Transparent conveyance. Mediators may relay party statements, including those that would constitute negotiation puffery from counsel, "as long as the lawyer-mediator makes clear the origin of such statements and that the statements do not represent an opinion of the lawyer-mediator." Id., Section III, n.9.
Facilitative information. The mediator may "provide truthful information that helps the parties to conclude for themselves" whether a resolution serves their objectives. Id., Section II. The critical distinction lies in enabling party self-assessment rather than substituting the mediator's judgment.
The Rule 2.4(b) Predicate
Opinion 518 reinforces that effective neutral practice begins with comprehensive role clarification. Rule 2.4(b) mandates that mediators "inform unrepresented parties that the lawyer does not represent them," and explain the functional differences between neutral and representative roles when parties lack understanding of the mediation process.

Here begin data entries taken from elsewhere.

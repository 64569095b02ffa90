/*
    Copyright © 2023, ParallelChain Lab
    Licensed under the Apache License, Version 2.0: http://www.apache.org/licenses/LICENSE-2.0
*/

//! Handles to running backnet processes.
//!
//! Every [`Process`] has one supervising thread that exclusively owns its child OS process. The thread
//! waits for either of:
//! - The child exiting by itself. This is always a failure: backnets are meant to run until stopped. The
//!   failure is forwarded to the supervisor's failure channel, tagged with the process and community id.
//! - A cancellation signal from [`Process::stop`] (or the handle being dropped). The child is asked to
//!   terminate, given a grace period to exit cleanly, and only then killed.

use std::{
    fmt::{self, Display, Formatter},
    io,
    process::{Child, ExitStatus},
    sync::mpsc::{self, RecvTimeoutError, Sender, SyncSender},
    thread::{self, JoinHandle},
    time::{Duration, Instant},
};

use crate::types::{
    basic::{CommunityID, ProcessID},
    community::BacknetType,
};

const POLL_INTERVAL: Duration = Duration::from_millis(100);

pub struct Process {
    id: ProcessID,
    community_id: CommunityID,
    backnet_type: BacknetType,
    pid: u32,
    cancel: Sender<()>,
    thread: Option<JoinHandle<()>>,
}

impl Process {
    /// Start supervising `child`, which has already reported that it is ready.
    pub(crate) fn supervise(
        id: ProcessID,
        community_id: CommunityID,
        backnet_type: BacknetType,
        mut child: Child,
        shutdown_grace: Duration,
        failures: SyncSender<ProcessFailure>,
    ) -> Process {
        let pid = child.id();
        let (cancel, cancel_receiver) = mpsc::channel();
        let thread_community_id = community_id.clone();

        let thread = thread::spawn(move || loop {
            match child.try_wait() {
                Ok(Some(status)) => {
                    let _ = failures.send(ProcessFailure {
                        process: Some(id),
                        community: thread_community_id,
                        error: ProcessError::Runtime(ProcessRuntimeError::Exited { status }),
                    });
                    return;
                }
                Ok(None) => (),
                Err(err) => {
                    let _ = failures.send(ProcessFailure {
                        process: Some(id),
                        community: thread_community_id,
                        error: ProcessError::Runtime(ProcessRuntimeError::Wait(err)),
                    });
                    return;
                }
            }

            match cancel_receiver.recv_timeout(POLL_INTERVAL) {
                Ok(()) | Err(RecvTimeoutError::Disconnected) => {
                    terminate(&mut child, shutdown_grace);
                    return;
                }
                Err(RecvTimeoutError::Timeout) => (),
            }
        });

        Process {
            id,
            community_id,
            backnet_type,
            pid,
            cancel,
            thread: Some(thread),
        }
    }

    pub fn id(&self) -> ProcessID {
        self.id
    }

    pub fn community_id(&self) -> &CommunityID {
        &self.community_id
    }

    pub fn backnet_type(&self) -> BacknetType {
        self.backnet_type
    }

    /// OS process id of the child.
    pub fn pid(&self) -> u32 {
        self.pid
    }

    /// Whether the supervising thread is still running, i.e. the child has neither exited nor been stopped.
    pub fn is_running(&self) -> bool {
        self.thread
            .as_ref()
            .map(|thread| !thread.is_finished())
            .unwrap_or(false)
    }

    /// Cooperatively stop the child and wait for the supervising thread to finish.
    pub fn stop(mut self) {
        let _ = self.cancel.send(());
        if let Some(thread) = self.thread.take() {
            let _ = thread.join();
        }
    }
}

/// Ask `child` to exit, escalating to a kill if it has not exited after `grace`.
fn terminate(child: &mut Child, grace: Duration) {
    request_exit(child);

    let deadline = Instant::now() + grace;
    while Instant::now() < deadline {
        match child.try_wait() {
            Ok(Some(_)) => return,
            Ok(None) => thread::sleep(POLL_INTERVAL.min(grace)),
            Err(_) => break,
        }
    }

    log::warn!(
        "process {} did not exit within {:?} of being asked to, killing it",
        child.id(),
        grace
    );
    let _ = child.kill();
    let _ = child.wait();
}

#[cfg(unix)]
fn request_exit(child: &mut Child) {
    use nix::{
        sys::signal::{kill, Signal},
        unistd::Pid,
    };

    if let Err(err) = kill(Pid::from_raw(child.id() as i32), Signal::SIGTERM) {
        log::debug!("failed to send SIGTERM to process {}: {}", child.id(), err);
    }
}

#[cfg(not(unix))]
fn request_exit(child: &mut Child) {
    let _ = child.kill();
}

/// A terminal error reported by, or on behalf of, a backnet process.
#[derive(Debug)]
pub struct ProcessFailure {
    /// `None` if the process failed before it could be registered.
    pub process: Option<ProcessID>,
    pub community: CommunityID,
    pub error: ProcessError,
}

#[derive(Debug)]
pub enum ProcessError {
    Startup(ProcessStartupError),
    Runtime(ProcessRuntimeError),
}

impl Display for ProcessError {
    fn fmt(&self, f: &mut Formatter<'_>) -> fmt::Result {
        match self {
            ProcessError::Startup(err) => Display::fmt(err, f),
            ProcessError::Runtime(err) => Display::fmt(err, f),
        }
    }
}

impl std::error::Error for ProcessError {}

#[derive(Debug)]
pub enum ProcessStartupError {
    Spawn(io::Error),
    /// The process did not print its ready line in time. It was killed.
    StartupTimeout { after: Duration },
    /// The process exited, or closed its output, before printing its ready line.
    StartupFailed { reason: String },
}

impl Display for ProcessStartupError {
    fn fmt(&self, f: &mut Formatter<'_>) -> fmt::Result {
        match self {
            ProcessStartupError::Spawn(err) => write!(f, "failed to spawn backnet: {}", err),
            ProcessStartupError::StartupTimeout { after } => {
                write!(f, "backnet was not ready after {:?}", after)
            }
            ProcessStartupError::StartupFailed { reason } => {
                write!(f, "backnet failed to start: {}", reason)
            }
        }
    }
}

impl std::error::Error for ProcessStartupError {}

#[derive(Debug)]
pub enum ProcessRuntimeError {
    /// The process exited without being stopped.
    Exited { status: ExitStatus },
    Wait(io::Error),
}

impl Display for ProcessRuntimeError {
    fn fmt(&self, f: &mut Formatter<'_>) -> fmt::Result {
        match self {
            ProcessRuntimeError::Exited { status } => {
                write!(f, "backnet exited unexpectedly ({})", status)
            }
            ProcessRuntimeError::Wait(err) => write!(f, "failed to poll backnet: {}", err),
        }
    }
}

impl std::error::Error for ProcessRuntimeError {}
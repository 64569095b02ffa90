/*
    Copyright © 2023, ParallelChain Lab
    Licensed under the Apache License, Version 2.0: http://www.apache.org/licenses/LICENSE-2.0
*/

//! "Inert" identifier types shared by every subsystem.
//!
//! These types follow the newtype pattern. They are sent around, logged, and used as map keys, but
//! have no behavior of their own beyond what is defined in this module.

use std::{
    fmt::{self, Display, Formatter},
    ops::{Add, AddAssign},
};

use serde::{Deserialize, Serialize};

/// Identifies a [Community](super::community::Community). Unique on the host.
#[derive(Clone, Debug, PartialEq, Eq, PartialOrd, Ord, Hash, Serialize, Deserialize, Default)]
#[serde(transparent)]
pub struct CommunityID(String);

impl CommunityID {
    pub fn new(id: impl Into<String>) -> Self {
        Self(id.into())
    }

    pub fn as_str(&self) -> &str {
        &self.0
    }

    pub fn is_empty(&self) -> bool {
        self.0.is_empty()
    }
}

impl Display for CommunityID {
    fn fmt(&self, f: &mut Formatter<'_>) -> fmt::Result {
        f.write_str(&self.0)
    }
}

impl From<&str> for CommunityID {
    fn from(value: &str) -> Self {
        Self::new(value)
    }
}

/// Identifies a [User](super::community::User). Uniqueness is maintained by a global namespace outside of
/// this crate.
#[derive(Clone, Debug, PartialEq, Eq, PartialOrd, Ord, Hash, Serialize, Deserialize, Default)]
#[serde(transparent)]
pub struct UserID(String);

impl UserID {
    pub fn new(id: impl Into<String>) -> Self {
        Self(id.into())
    }

    pub fn as_str(&self) -> &str {
        &self.0
    }

    pub fn is_empty(&self) -> bool {
        self.0.is_empty()
    }
}

impl Display for UserID {
    fn fmt(&self, f: &mut Formatter<'_>) -> fmt::Result {
        f.write_str(&self.0)
    }
}

impl From<&str> for UserID {
    fn from(value: &str) -> Self {
        Self::new(value)
    }
}

/// Identifies an application running on a community's servers.
#[derive(Clone, Debug, PartialEq, Eq, PartialOrd, Ord, Hash, Serialize, Deserialize)]
#[serde(transparent)]
pub struct AppID(String);

impl AppID {
    pub fn new(id: impl Into<String>) -> Self {
        Self(id.into())
    }

    pub fn as_str(&self) -> &str {
        &self.0
    }
}

/// Position of a transition in the log of the entity it applies to.
///
/// Sequence numbers start at 1. The value 0 denotes "nothing applied yet", which is the sequence number
/// of a freshly created state machine.
#[derive(Clone, Copy, Debug, PartialEq, Eq, PartialOrd, Ord, Hash, Serialize, Deserialize, Default)]
#[serde(transparent)]
pub struct SequenceNumber(u64);

impl SequenceNumber {
    pub const fn new(int: u64) -> Self {
        Self(int)
    }

    pub const fn init() -> Self {
        Self(0)
    }

    pub const fn int(&self) -> u64 {
        self.0
    }

    /// The sequence number immediately following this one.
    pub const fn next(&self) -> Self {
        Self(self.0 + 1)
    }
}

impl Display for SequenceNumber {
    fn fmt(&self, f: &mut Formatter<'_>) -> fmt::Result {
        Display::fmt(&self.0, f)
    }
}

impl Add<u64> for SequenceNumber {
    type Output = SequenceNumber;
    fn add(self, rhs: u64) -> Self::Output {
        SequenceNumber::new(self.0 + rhs)
    }
}

impl AddAssign<u64> for SequenceNumber {
    fn add_assign(&mut self, rhs: u64) {
        self.0.add_assign(rhs)
    }
}

/// Opaque handle to a process registered with the [supervisor](crate::supervisor). Components other than
/// the supervisor only ever hold this id and look the process up through the supervisor.
#[derive(Clone, Copy, Debug, PartialEq, Eq, PartialOrd, Ord, Hash)]
pub struct ProcessID(u64);

impl ProcessID {
    pub(crate) const fn new(int: u64) -> Self {
        Self(int)
    }

    pub const fn int(&self) -> u64 {
        self.0
    }
}

impl Display for ProcessID {
    fn fmt(&self, f: &mut Formatter<'_>) -> fmt::Result {
        write!(f, "p{}", self.0)
    }
}
/*
    Copyright © 2023, ParallelChain Lab
    Licensed under the Apache License, Version 2.0: http://www.apache.org/licenses/LICENSE-2.0
*/

//! Definitions of the events that a host node emits, for event handling and logging.
//!
//! An event for a given action indicates that the action has been completed. Handlers for these events can
//! be registered on a [`HostSpec`](crate::node::HostSpec), and default handlers that log each event are
//! defined in [`logging`](crate::logging).

use std::{path::PathBuf, sync::mpsc::Sender, time::SystemTime};

use crate::{
    supervisor::ports::PortBlock,
    transitions::{SubscriptionCategory, TransitionKind},
    types::basic::{CommunityID, ProcessID, SequenceNumber},
};

pub enum Event {
    // Events emitted by state machines.
    ApplyTransition(ApplyTransitionEvent),
    RejectTransition(RejectTransitionEvent),
    TakeSnapshot(TakeSnapshotEvent),
    ArchiveSnapshot(ArchiveSnapshotEvent),
    RotateLog(RotateLogEvent),
    Restart(RestartEvent),
    // Events emitted by the process supervisor.
    StartProcess(StartProcessEvent),
    StopProcess(StopProcessEvent),
    ProcessFailure(ProcessFailureEvent),
    ReconfigureBacknet(ReconfigureBacknetEvent),
}

impl Event {
    /// Send `event` to the event bus, if there is one. Events are dropped once the bus has shut down.
    pub(crate) fn publish(event_publisher: &Option<Sender<Event>>, event: Event) {
        if let Some(event_publisher) = event_publisher {
            let _ = event_publisher.send(event);
        }
    }
}

/// A transition was durably logged and reduced into the state of `entity`.
pub struct ApplyTransitionEvent {
    pub timestamp: SystemTime,
    pub category: SubscriptionCategory,
    pub entity: String,
    pub kind: TransitionKind,
    pub sequence_number: SequenceNumber,
}

/// A reducer rejected a transition. Nothing was logged and the state is unchanged.
pub struct RejectTransitionEvent {
    pub timestamp: SystemTime,
    pub category: SubscriptionCategory,
    pub entity: String,
    pub kind: TransitionKind,
    pub sequence_number: SequenceNumber,
    pub reason: String,
}

pub struct TakeSnapshotEvent {
    pub timestamp: SystemTime,
    pub category: SubscriptionCategory,
    pub entity: String,
    pub sequence_number: SequenceNumber,
}

pub struct ArchiveSnapshotEvent {
    pub timestamp: SystemTime,
    pub category: SubscriptionCategory,
    pub entity: String,
    pub archive: PathBuf,
}

/// The live log was moved to `archive` after a snapshot made its entries redundant.
pub struct RotateLogEvent {
    pub timestamp: SystemTime,
    pub category: SubscriptionCategory,
    pub entity: String,
    pub archive: PathBuf,
}

/// A state machine finished reconstructing its state from disk.
pub struct RestartEvent {
    pub timestamp: SystemTime,
    pub category: SubscriptionCategory,
    pub entity: String,
    pub baseline: SequenceNumber,
    pub sequence_number: SequenceNumber,
    pub replayed: usize,
}

pub struct StartProcessEvent {
    pub timestamp: SystemTime,
    pub process: ProcessID,
    pub community: CommunityID,
    pub pid: u32,
    pub ports: PortBlock,
}

pub struct StopProcessEvent {
    pub timestamp: SystemTime,
    pub process: ProcessID,
    pub community: CommunityID,
}

/// A backnet process failed to start, or exited without being asked to.
pub struct ProcessFailureEvent {
    pub timestamp: SystemTime,
    pub process: Option<ProcessID>,
    pub community: CommunityID,
    pub error: String,
}

/// The on-disk configuration of a community's backnet was rewritten.
pub struct ReconfigureBacknetEvent {
    pub timestamp: SystemTime,
    pub community: CommunityID,
    pub ports: PortBlock,
}
fn start_failure_aggregator(
    failures: Receiver<ProcessFailure>,
    table: Arc<Mutex<ProcessTable>>,
    event_publisher: Option<Sender<Event>>,
) -> JoinHandle<()> {
    thread::spawn(move || {
        for failure in failures {
            match failure.process {
                Some(process) => log::error!(
                    "backnet {} of {} failed: {}",
                    process,
                    failure.community,
                    failure.error
                ),
                None => log::error!(
                    "backnet of {} failed: {}",
                    failure.community,
                    failure.error
                ),
            }

            if let Some(id) = failure.process {
                let mut table = table.lock().unwrap();
                table.processes.remove(&id);
                if let Some(entry) = table.communities.get_mut(&failure.community) {
                    if entry.process == Some(id) {
                        entry.process = None;
                    }
                }
            }

            Event::publish(
                &event_publisher,
                Event::ProcessFailure(ProcessFailureEvent {
                    timestamp: SystemTime::now(),
                    process: failure.process,
                    community: failure.community,
                    error: failure.error.to_string(),
                }),
            );
        }
    })
}

impl TransitionSubscriber for ProcessSupervisor {
    fn receive(&self, envelope: &TransitionEnvelope) -> Result<(), ReceiveError> {
        let result = match &envelope.transition {
            Transition::AddCommunity(t) => self.start_backnet_or_report(&t.community),
            Transition::UpdateBacknet(t) => self.reported(self.reconfigure_backnet(t)),
            other => Err(SupervisorError::UnsupportedTransitionKind { kind: other.kind() }),
        };
        result.map(|_| ()).map_err(ReceiveError::Supervisor)
    }
}

impl Drop for ProcessSupervisor {
    fn drop(&mut self) {
        self.shutdown()
    }
}

#[derive(Debug)]
pub enum SupervisorError {
    UnsupportedTransitionKind { kind: TransitionKind },

    /// `UPDATE_BACKNET` tried to change the type of a running backnet.
    UnsupportedBacknetMigration { from: BacknetType, to: BacknetType },

    /// There is no driver for this type of backnet.
    UnsupportedBacknetType { backnet_type: BacknetType },

    UnknownCommunity { community: CommunityID },

    AlreadyRunning {
        community: CommunityID,
        process: ProcessID,
    },

    NotRunning { community: CommunityID },

    Ports(PortsExhausted),

    /// `UPDATE_BACKNET` asked for ports already allocated to another community's backnet.
    PortConflict {
        community: CommunityID,
        requested: PortBlock,
        holder: CommunityID,
        held: PortBlock,
    },

    Configure {
        community: CommunityID,
        source: BacknetError,
    },

    Startup {
        community: CommunityID,
        process: ProcessID,
        source: ProcessStartupError,
    },

    /// The supervisor was shut down.
    ShutDown,
}

impl Display for SupervisorError {
    fn fmt(&self, f: &mut Formatter<'_>) -> fmt::Result {
        match self {
            SupervisorError::UnsupportedTransitionKind { kind } => {
                write!(f, "the process supervisor does not handle {} transitions", kind)
            }
            SupervisorError::UnsupportedBacknetMigration { from, to } => write!(
                f,
                "migrating a backnet from {} to {} is not supported",
                from, to
            ),
            SupervisorError::UnsupportedBacknetType { backnet_type } => {
                write!(f, "{} backnets are not supported", backnet_type)
            }
            SupervisorError::UnknownCommunity { community } => {
                write!(f, "no backnet is registered for community {}", community)
            }
            SupervisorError::AlreadyRunning { community, process } => write!(
                f,
                "the backnet of community {} is already running as {}",
                community, process
            ),
            SupervisorError::NotRunning { community } => {
                write!(f, "the backnet of community {} is not running", community)
            }
            SupervisorError::Ports(err) => Display::fmt(err, f),
            SupervisorError::PortConflict {
                community,
                requested,
                holder,
                held,
            } => write!(
                f,
                "ports {} requested for community {} overlap ports {} of community {}",
                requested, community, held, holder
            ),
            SupervisorError::Configure { community, source } => write!(
                f,
                "failed to configure the backnet of community {}: {}",
                community, source
            ),
            SupervisorError::Startup {
                community, source, ..
            } => write!(
                f,
                "the backnet of community {} failed to start: {}",
                community, source
            ),
            SupervisorError::ShutDown => f.write_str("the process supervisor was shut down"),
        }
    }
}

impl std::error::Error for SupervisorError {}

impl From<PortsExhausted> for SupervisorError {
    fn from(value: PortsExhausted) -> Self {
        SupervisorError::Ports(value)
    }
}
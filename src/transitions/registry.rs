/*
    Copyright © 2023, ParallelChain Lab
    Licensed under the Apache License, Version 2.0: http://www.apache.org/licenses/LICENSE-2.0
*/

//! Maps kind tags to decoders and subscription categories.
//!
//! The wire format stores a transition's kind tag separately from its typed body, so reconstructing a
//! [`Transition`] from an untyped payload requires knowing which schema to decode the body with. A
//! [`TransitionRegistry`] holds one [`Registration`] per kind: the decoder for the body and the
//! [category](SubscriptionCategory) of log the kind belongs in.
//!
//! The registry is immutable once built. It is constructed once at start-up (usually with
//! [`TransitionRegistry::standard`]) and shared, behind an `Arc`, with every component that needs to decode
//! transitions or check their category.

use std::{
    collections::HashMap,
    fmt::{self, Display, Formatter},
};

use serde::de::DeserializeOwned;
use serde_json::Value;

use super::{
    AddCommunity, AddMember, InitCommunity, ModifyCommunityMembers, SubscriptionCategory, Transition,
    TransitionKind, UpdateBacknet,
};

/// Decodes the untyped body of one kind of transition.
pub type Decoder = fn(Value) -> Result<Transition, DecodeError>;

/// What the registry knows about one kind of transition.
#[derive(Clone, Copy)]
pub struct Registration {
    pub kind: TransitionKind,
    pub category: SubscriptionCategory,
    pub decoder: Decoder,
}

pub struct TransitionRegistry {
    by_tag: HashMap<&'static str, Registration>,
}

impl TransitionRegistry {
    /// Create a registry that knows no kinds. Decoding anything with it fails with
    /// [`DecodeError::UnknownTag`].
    pub fn empty() -> TransitionRegistry {
        TransitionRegistry {
            by_tag: HashMap::new(),
        }
    }

    /// Create a registry that knows every variant of [`Transition`].
    pub fn standard() -> TransitionRegistry {
        let mut registry = TransitionRegistry::empty();
        registry.register(
            TransitionKind::InitCommunity,
            SubscriptionCategory::Community,
            |body| {
                let t: InitCommunity = decode_body(TransitionKind::InitCommunity, body)?;
                check(TransitionKind::InitCommunity, t.validate())?;
                Ok(t.into())
            },
        );
        registry.register(
            TransitionKind::AddCommunity,
            SubscriptionCategory::Host,
            |body| {
                let t: AddCommunity = decode_body(TransitionKind::AddCommunity, body)?;
                check(TransitionKind::AddCommunity, t.validate())?;
                Ok(t.into())
            },
        );
        registry.register(
            TransitionKind::AddMember,
            SubscriptionCategory::Community,
            |body| {
                let t: AddMember = decode_body(TransitionKind::AddMember, body)?;
                check(TransitionKind::AddMember, t.validate())?;
                Ok(t.into())
            },
        );
        registry.register(
            TransitionKind::ModifyCommunityMembers,
            SubscriptionCategory::Community,
            |body| {
                let t: ModifyCommunityMembers =
                    decode_body(TransitionKind::ModifyCommunityMembers, body)?;
                check(TransitionKind::ModifyCommunityMembers, t.validate())?;
                Ok(t.into())
            },
        );
        registry.register(
            TransitionKind::UpdateBacknet,
            SubscriptionCategory::Community,
            |body| {
                let t: UpdateBacknet = decode_body(TransitionKind::UpdateBacknet, body)?;
                check(TransitionKind::UpdateBacknet, t.validate())?;
                Ok(t.into())
            },
        );
        registry
    }

    /// Register (or replace) the decoder and category for `kind`.
    pub fn register(
        &mut self,
        kind: TransitionKind,
        category: SubscriptionCategory,
        decoder: Decoder,
    ) {
        self.by_tag.insert(
            kind.tag(),
            Registration {
                kind,
                category,
                decoder,
            },
        );
    }

    pub fn registration(&self, tag: &str) -> Option<&Registration> {
        self.by_tag.get(tag)
    }

    /// Get the subscription category of `kind`, or `None` if the kind was never registered.
    pub fn category(&self, kind: TransitionKind) -> Option<SubscriptionCategory> {
        self.by_tag
            .get(kind.tag())
            .map(|registration| registration.category)
    }

    /// Reconstruct a transition from its kind tag and untyped body.
    pub fn decode(&self, tag: &str, body: Value) -> Result<Transition, DecodeError> {
        let registration = self
            .by_tag
            .get(tag)
            .ok_or_else(|| DecodeError::UnknownTag {
                tag: tag.to_string(),
            })?;
        (registration.decoder)(body)
    }
}

fn decode_body<T: DeserializeOwned>(kind: TransitionKind, body: Value) -> Result<T, DecodeError> {
    serde_json::from_value(body).map_err(|source| DecodeError::SchemaMismatch { kind, source })
}

fn check(kind: TransitionKind, validation: Result<(), String>) -> Result<(), DecodeError> {
    validation.map_err(|reason| DecodeError::Invalid { kind, reason })
}

/// Enumerates the ways reconstructing a transition from its wire form can fail.
#[derive(Debug)]
pub enum DecodeError {
    /// The payload carries no kind tag.
    MissingTag,

    UnknownTag { tag: String },

    /// The payload carries a kind tag, but no transition body.
    MissingBody { kind: TransitionKind },

    /// The body does not match the schema registered for its kind tag.
    SchemaMismatch {
        kind: TransitionKind,
        source: serde_json::Error,
    },

    /// The body matches the schema, but fails the variant's structural checks (e.g. an empty id).
    Invalid {
        kind: TransitionKind,
        reason: String,
    },

    /// The payload is not JSON, or not a JSON object.
    Json(serde_json::Error),
}

impl Display for DecodeError {
    fn fmt(&self, f: &mut Formatter<'_>) -> fmt::Result {
        match self {
            DecodeError::MissingTag => f.write_str("transition has no type tag"),
            DecodeError::UnknownTag { tag } => write!(f, "unknown transition type tag {:?}", tag),
            DecodeError::MissingBody { kind } => write!(f, "{} transition has no body", kind),
            DecodeError::SchemaMismatch { kind, source } => {
                write!(f, "{} transition body does not match its schema: {}", kind, source)
            }
            DecodeError::Invalid { kind, reason } => {
                write!(f, "invalid {} transition: {}", kind, reason)
            }
            DecodeError::Json(err) => write!(f, "malformed envelope: {}", err),
        }
    }
}

impl std::error::Error for DecodeError {
    fn source(&self) -> Option<&(dyn std::error::Error + 'static)> {
        match self {
            DecodeError::SchemaMismatch { source, .. } => Some(source),
            DecodeError::Json(err) => Some(err),
            _ => None,
        }
    }
}

impl From<serde_json::Error> for DecodeError {
    fn from(value: serde_json::Error) -> Self {
        DecodeError::Json(value)
    }
}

Comment [3] to Rule 2.4 recognizes a sliding scale: sophisticated repeat players may require minimal clarification, while first-time mediation participants need more extensive explanation. The opinion counsels that "[u]nless the parties are sophisticated consumers of mediation services, it is prudent for the lawyer-mediator not only to inform all parties that the lawyer-mediator does not represent them but also to afford them an opportunity to discuss what this means." Formal Op. 518, Section I.
This threshold duty assumes heightened significance in light of Rule 8.4(c)'s application on the prohibition of lawyers engaging in conduct involving dishonesty, fraud, deceit, or misrepresentation. Parties cannot reasonably rely on mediator neutrality, and mediators cannot be held to enhanced truthfulness obligations—absent clear understanding of the mediator's role. The Rule 2.4(b) disclosure requirement thus operates as both independent obligation and predicate for Rule 8.4(c) analysis.
Practice Implications
Opinion 518 demands heightened self-monitoring from lawyer-mediators, particularly in caucused mediation where the mediator shuttles between parties conveying offers, assessments, and strategic considerations.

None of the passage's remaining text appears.